Over the summer, I have only seen one Northern Waterthrush, each time in the same location. I found it very entertaining to watch this little bird, all 23 grams of it, march over the top of this Duck Weed. They are known to stay in areas of slow-flowing water and bog. That is exactly where I saw this one regularly.
It finally feels like summer is breaking through! The sun is out and the day is shaping up to be a nice one. Since I have a lot of gardening to do today, birding will have to slip into the background.
Today, I am introducing the Northern Waterthrush. This little bird appeared very briefly at a small water hole on Cochrane Pond Road. When I say briefly, I really mean briefly. I had one shot only to capture it and this is it.

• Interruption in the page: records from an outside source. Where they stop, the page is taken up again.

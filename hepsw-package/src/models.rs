//! Index records: packages, versions and dependency edges

use crate::{PackageError, Result};
use chrono::{DateTime, Utc};
use rusqlite::types::{FromSql, FromSqlError, FromSqlResult, ToSqlOutput, ValueRef};
use rusqlite::ToSql;
use serde::{Deserialize, Serialize};
use sha2::{Digest, Sha256};
use std::fmt;
use std::str::FromStr;

/// Version selector meaning "latest available"
pub const LATEST: &str = "latest";

/// A named software unit in the index
#[derive(Debug, Clone, PartialEq, Eq, Serialize, Deserialize)]
pub struct Package {
    pub id: i64,

    /// Unique, lowercase alphanumeric with hyphens
    pub name: String,

    pub description: String,

    #[serde(skip_serializing_if = "Option::is_none")]
    pub documentation_url: Option<String>,

    #[serde(skip_serializing_if = "Option::is_none")]
    pub maintainer: Option<String>,

    /// Comma-separated tags
    #[serde(default)]
    pub tags: String,

    pub created_time: DateTime<Utc>,
    pub updated_time: DateTime<Utc>,
}

impl Package {
    /// Tags in declaration order, empty segments skipped
    pub fn tags(&self) -> Vec<&str> {
        self.tags
            .split(',')
            .map(str::trim)
            .filter(|t| !t.is_empty())
            .collect()
    }

    pub fn has_tag(&self, tag: &str) -> bool {
        self.tags().iter().any(|t| *t == tag)
    }
}

/// Where a version's source code comes from
#[derive(Debug, Clone, Copy, PartialEq, Eq, Hash, Serialize, Deserialize)]
#[serde(rename_all = "lowercase")]
pub enum SourceType {
    Git,
    Tarball,
    Svn,
    Url,
    Local,
}

impl SourceType {
    pub const ALL: [SourceType; 5] = [
        SourceType::Git,
        SourceType::Tarball,
        SourceType::Svn,
        SourceType::Url,
        SourceType::Local,
    ];

    pub fn as_str(&self) -> &'static str {
        match self {
            SourceType::Git => "git",
            SourceType::Tarball => "tarball",
            SourceType::Svn => "svn",
            SourceType::Url => "url",
            SourceType::Local => "local",
        }
    }
}

impl fmt::Display for SourceType {
    fn fmt(&self, f: &mut fmt::Formatter<'_>) -> fmt::Result {
        f.write_str(self.as_str())
    }
}

impl FromStr for SourceType {
    type Err = PackageError;

    fn from_str(s: &str) -> Result<Self> {
        SourceType::ALL
            .into_iter()
            .find(|t| t.as_str().eq_ignore_ascii_case(s.trim()))
            .ok_or_else(|| PackageError::InvalidValue {
                kind: "source type",
                value: s.to_string(),
            })
    }
}

impl FromSql for SourceType {
    fn column_result(value: ValueRef<'_>) -> FromSqlResult<Self> {
        let s = value.as_str()?;
        s.parse().map_err(|e| FromSqlError::Other(Box::new(e)))
    }
}

impl ToSql for SourceType {
    fn to_sql(&self) -> rusqlite::Result<ToSqlOutput<'_>> {
        Ok(ToSqlOutput::from(self.as_str()))
    }
}

/// One release of a package
#[derive(Debug, Clone, PartialEq, Eq, Serialize, Deserialize)]
pub struct PackageVersion {
    pub id: i64,
    pub package_id: i64,
    pub version: String,
    pub manifest_url: String,

    /// SHA-256 of the manifest, bare hex or `sha256:<hex>`
    pub manifest_hash: String,

    pub source_type: SourceType,
    pub source_url: String,

    #[serde(skip_serializing_if = "Option::is_none")]
    pub source_ref: Option<String>,

    #[serde(skip_serializing_if = "Option::is_none")]
    pub notes: Option<String>,

    pub deprecated: bool,
    pub yanked: bool,
    pub published_at: DateTime<Utc>,
}

impl PackageVersion {
    /// Neither deprecated nor yanked
    pub fn is_available(&self) -> bool {
        !self.deprecated && !self.yanked
    }

    /// Check manifest content against the recorded hash
    pub fn verify_manifest(&self, content: &[u8]) -> Result<()> {
        let expected = self
            .manifest_hash
            .strip_prefix("sha256:")
            .unwrap_or(&self.manifest_hash)
            .to_ascii_lowercase();
        let actual = hex::encode(Sha256::digest(content));

        if actual != expected {
            return Err(PackageError::ChecksumMismatch {
                package: format!("manifest {}", self.manifest_url),
                expected,
                actual,
            });
        }
        Ok(())
    }
}

/// Edge from a version to a package it requires
#[derive(Debug, Clone, PartialEq, Eq, Serialize, Deserialize)]
pub struct DependencyEdge {
    pub id: i64,
    pub version_id: i64,
    pub dependency_name: String,

    /// Link into the index; absent when the dependency is not indexed
    #[serde(skip_serializing_if = "Option::is_none")]
    pub dependency_package_id: Option<i64>,

    /// Free-text range expression
    pub version_constraint: String,

    pub optional: bool,

    /// Boolean expression over enabled options
    #[serde(skip_serializing_if = "Option::is_none")]
    pub condition: Option<String>,
}

impl DependencyEdge {
    /// Key used to detect revisits during resolution
    pub fn visit_key(&self) -> String {
        format!("{}@{}", self.dependency_name, self.version_constraint)
    }
}

/// A package version that depends on a given name
#[derive(Debug, Clone, PartialEq, Eq, Serialize, Deserialize)]
pub struct ReverseDependency {
    pub dependency_name: String,
    pub dependent_package: String,
    pub dependent_version: String,
    pub version_constraint: String,
    pub optional: bool,
}

/// Per-package release statistics
#[derive(Debug, Clone, PartialEq, Eq, Serialize, Deserialize)]
pub struct PackageStats {
    pub id: i64,
    pub name: String,
    pub description: String,
    pub version_count: i64,

    #[serde(skip_serializing_if = "Option::is_none")]
    pub latest_release: Option<DateTime<Utc>>,
}

/// `name`, `name:version` or `name@version`
#[derive(Debug, Clone, PartialEq, Eq)]
pub struct PackageSpecifier {
    pub name: String,
    pub version: String,
}

impl PackageSpecifier {
    pub fn is_latest(&self) -> bool {
        is_latest(&self.version)
    }
}

impl FromStr for PackageSpecifier {
    type Err = PackageError;

    fn from_str(s: &str) -> Result<Self> {
        let s = s.trim();
        let (name, version) = match s.split_once(|c| c == ':' || c == '@') {
            Some((name, version)) => (name, version),
            None => (s, LATEST),
        };

        if name.is_empty() {
            return Err(PackageError::InvalidValue {
                kind: "package specifier",
                value: s.to_string(),
            });
        }

        let version = if version.is_empty() { LATEST } else { version };
        Ok(Self {
            name: name.to_string(),
            version: version.to_string(),
        })
    }
}

impl fmt::Display for PackageSpecifier {
    fn fmt(&self, f: &mut fmt::Formatter<'_>) -> fmt::Result {
        write!(f, "{}@{}", self.name, self.version)
    }
}

/// Whether a version selector asks for the latest available version
pub fn is_latest(version: &str) -> bool {
    version.is_empty() || version == LATEST
}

The Northern Waterthrush is common in Newfoundland and tends to be found around calm and/or standing waters. It's face and underparts markings are a dull yellowish color. Some adults may also show with white instead of yellow. When feeding, this bird will often bob its tail up and down. The Northern Waterthrush feeds on the ground among all of the fallen trees and budding leaves making it difficult to see. It is very easy to mistake this bird for a sparrow at first glace. I think the most important feature to separate it from a sparrow (with only a brief glance) is the shape of the beak.
I don't imagine I will see any new birds today from my back yard but one of my priorities is to make my yard more bird-friendly. There are trees and plants that are attractive to birds as well as feeders, water supply and nesting places. This is one of the main reasons that I have to get out my work gloves and gardening tools. If I could only have the birds come to me instead of me going to the birds!